(Collected data)
impl AppConfig {
    /// Load configuration from the default path (`<config_dir>/config.toml`).
    ///
    /// Environment overrides:
    /// - `RAGO_CONFIG_DIR` relocates the config directory
    /// - `RAGO_ROUND_CAP` overrides `engine.round_cap`
    pub fn load() -> Result<Self, ConfigError> {
        let config_path = Self::config_dir().join("config.toml");
        let mut config = Self::load_from(&config_path)?;
        config.apply_env_overrides()?;
        Ok(config)
    }

    /// Load configuration from a specific file path.
    pub fn load_from(path: &Path) -> Result<Self, ConfigError> {
        if !path.exists() {
            tracing::info!("No config file found at {}, using defaults", path.display());
            return Ok(Self::default());
        }

        let content = std::fs::read_to_string(path).map_err(|e| ConfigError::ReadError {
            path: path.to_path_buf(),
            reason: e.to_string(),
        })?;

        let config: Self = toml::from_str(&content).map_err(|e| ConfigError::ParseError {
            path: path.to_path_buf(),
            reason: e.to_string(),
        })?;

        config.validate()?;
        Ok(config)
    }

    fn apply_env_overrides(&mut self) -> Result<(), ConfigError> {
        if let Ok(raw) = std::env::var("RAGO_ROUND_CAP") {
            self.engine.round_cap = raw.trim().parse().map_err(|_| {
                ConfigError::ValidationError(format!("RAGO_ROUND_CAP is not a number: {raw}"))
            })?;
            self.validate()?;
        }
        Ok(())
    }

    /// Get the configuration directory path.
    pub fn config_dir() -> PathBuf {
        match std::env::var("RAGO_CONFIG_DIR") {
            Ok(dir) if !dir.is_empty() => PathBuf::from(dir),
            _ => dirs_home().join(".rago"),
        }
    }

    /// Validate the configuration.
    pub fn validate(&self) -> Result<(), ConfigError> {
        if self.engine.round_cap == 0 {
            return Err(ConfigError::ValidationError(
                "engine.round_cap must be at least 1".into(),
            ));
        }

        if self.engine.tool_timeout_secs == 0 || self.engine.round_timeout_secs == 0 {
            return Err(ConfigError::ValidationError(
                "engine timeouts must be > 0".into(),
            ));
        }

        if self.engine.max_concurrent_tools == 0 || self.engine.event_buffer == 0 {
            return Err(ConfigError::ValidationError(
                "engine.max_concurrent_tools and engine.event_buffer must be > 0".into(),
            ));
        }

        if !(0.0..=1.0).contains(&self.router.threshold) {
            return Err(ConfigError::ValidationError(
                "router.threshold must be between 0.0 and 1.0".into(),
            ));
        }

        if !(0.0..=1.0).contains(&self.memory.min_score) {
            return Err(ConfigError::ValidationError(
                "memory.min_score must be between 0.0 and 1.0".into(),
            ));
        }

        for (field, backend) in [("memory", &self.memory.backend), ("store", &self.store.backend)] {
            if !BACKENDS.contains(&backend.as_str()) {
                return Err(ConfigError::ValidationError(format!(
                    "{field}.backend must be one of {BACKENDS:?}, got '{backend}'"
                )));
            }
        }

        for (tool, limit) in &self.registry.rate_limits {
            if limit.capacity == 0 || limit.refill_per_sec <= 0.0 {
                return Err(ConfigError::ValidationError(format!(
                    "registry.rate_limits.{tool}: capacity and refill_per_sec must be > 0"
                )));
            }
        }

        let mut seen = std::collections::HashSet::new();
        for profile in &self.profiles {
            if profile.id.trim().is_empty() {
                return Err(ConfigError::ValidationError(
                    "profiles: id must not be empty".into(),
                ));
            }
            if !seen.insert(profile.id.as_str()) {
                return Err(ConfigError::ValidationError(format!(
                    "profiles: duplicate id '{}'",
                    profile.id
                )));
            }
        }

        for intent in &self.router.intents {
            if intent.examples.is_empty() {
                return Err(ConfigError::ValidationError(format!(
                    "router.intents.{}: at least one example is required",
                    intent.name
                )));
            }
        }

        Ok(())
    }

    /// Generate a default config TOML string.
    pub fn default_toml() -> String {
        let config = Self::default();
        toml::to_string_pretty(&config).unwrap_or_default()
    }
}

• _ABOUT THIS EXERCISE_:
Write the records out again. Each one must match exactly.

• _EXERCISE RESULT_:
impl AppConfig {
    /// Load configuration from the default path (`<config_dir>/config.toml`).
    ///
    /// Environment overrides:
    /// - `RAGO_CONFIG_DIR` relocates the config directory
    /// - `RAGO_ROUND_CAP` overrides `engine.round_cap`
    pub fn load() -> Result<Self, ConfigError> {
        let config_path = Self::config_dir().join("config.toml");
        let mut config = Self::load_from(&config_path)?;
        config.apply_env_overrides()?;
        Ok(config)
    }

    /// Load configuration from a specific file path.
    pub fn load_from(path: &Path) -> Result<Self, ConfigError> {
        if !path.exists() {
            tracing::info!("No config file found at {}, using defaults", path.display());
            return Ok(Self::default());
        }

        let content = std::fs::read_to_string(path).map_err(|e| ConfigError::ReadError {
            path: path.to_path_buf(),
            reason: e.to_string(),
        })?;

        let config: Self = toml::from_str(&content).map_err(|e| ConfigError::ParseError {
            path: path.to_path_buf(),
            reason: e.to_string(),
        })?;

        config.validate()?;
        Ok(config)
    }

    fn apply_env_overrides(&mut self) -> Result<(), ConfigError> {
        if let Ok(raw) = std::env::var("RAGO_ROUND_CAP") {
            self.engine.round_cap = raw.trim().parse().map_err(|_| {
                ConfigError::ValidationError(format!("RAGO_ROUND_CAP is not a number: {raw}"))
            })?;
            self.validate()?;
        }
        Ok(())
    }

    /// Get the configuration directory path.
    pub fn config_dir() -> PathBuf {
        match std::env::var("RAGO_CONFIG_DIR") {
            Ok(dir) if !dir.is_empty() => PathBuf::from(dir),
            _ => dirs_home().join(".rago"),
        }
    }

    /// Validate the configuration.
    pub fn validate(&self) -> Result<(), ConfigError> {
        if self.engine.round_cap == 0 {
            return Err(ConfigError::ValidationError(
                "engine.round_cap must be at least 1".into(),
            ));
        }

        if self.engine.tool_timeout_secs == 0 || self.engine.round_timeout_secs == 0 {
            return Err(ConfigError::ValidationError(
                "engine timeouts must be > 0".into(),
            ));
        }

        if self.engine.max_concurrent_tools == 0 || self.engine.event_buffer == 0 {
            return Err(ConfigError::ValidationError(
                "engine.max_concurrent_tools and engine.event_buffer must be > 0".into(),
            ));
        }

        if !(0.0..=1.0).contains(&self.router.threshold) {
            return Err(ConfigError::ValidationError(
                "router.threshold must be between 0.0 and 1.0".into(),
            ));
        }

        if !(0.0..=1.0).contains(&self.memory.min_score) {
            return Err(ConfigError::ValidationError(
                "memory.min_score must be between 0.0 and 1.0".into(),
            ));
        }

        for (field, backend) in [("memory", &self.memory.backend), ("store", &self.store.backend)] {
            if !BACKENDS.contains(&backend.as_str()) {
                return Err(ConfigError::ValidationError(format!(
                    "{field}.backend must be one of {BACKENDS:?}, got '{backend}'"
                )));
            }
        }

        for (tool, limit) in &self.registry.rate_limits {
            if limit.capacity == 0 || limit.refill_per_sec <= 0.0 {
                return Err(ConfigError::ValidationError(format!(
                    "registry.rate_limits.{tool}: capacity and refill_per_sec must be > 0"
                )));
            }
        }

        let mut seen = std::collections::HashSet::new();
        for profile in &self.profiles {
            if profile.id.trim().is_empty() {
                return Err(ConfigError::ValidationError(
                    "profiles: id must not be empty".into(),
                ));
            }
            if !seen.insert(profile.id.as_str()) {
                return Err(ConfigError::ValidationError(format!(
                    "profiles: duplicate id '{}'",
                    profile.id
                )));
            }
        }

        for intent in &self.router.intents {
            if intent.examples.is_empty() {
                return Err(ConfigError::ValidationError(format!(
                    "router.intents.{}: at least one example is required",
                    intent.name
                )));
            }
        }

        Ok(())
    }

    /// Generate a default config TOML string.
    pub fn default_toml() -> String {
        let config = Self::default();
        toml::to_string_pretty(&config).unwrap_or_default()
    }
}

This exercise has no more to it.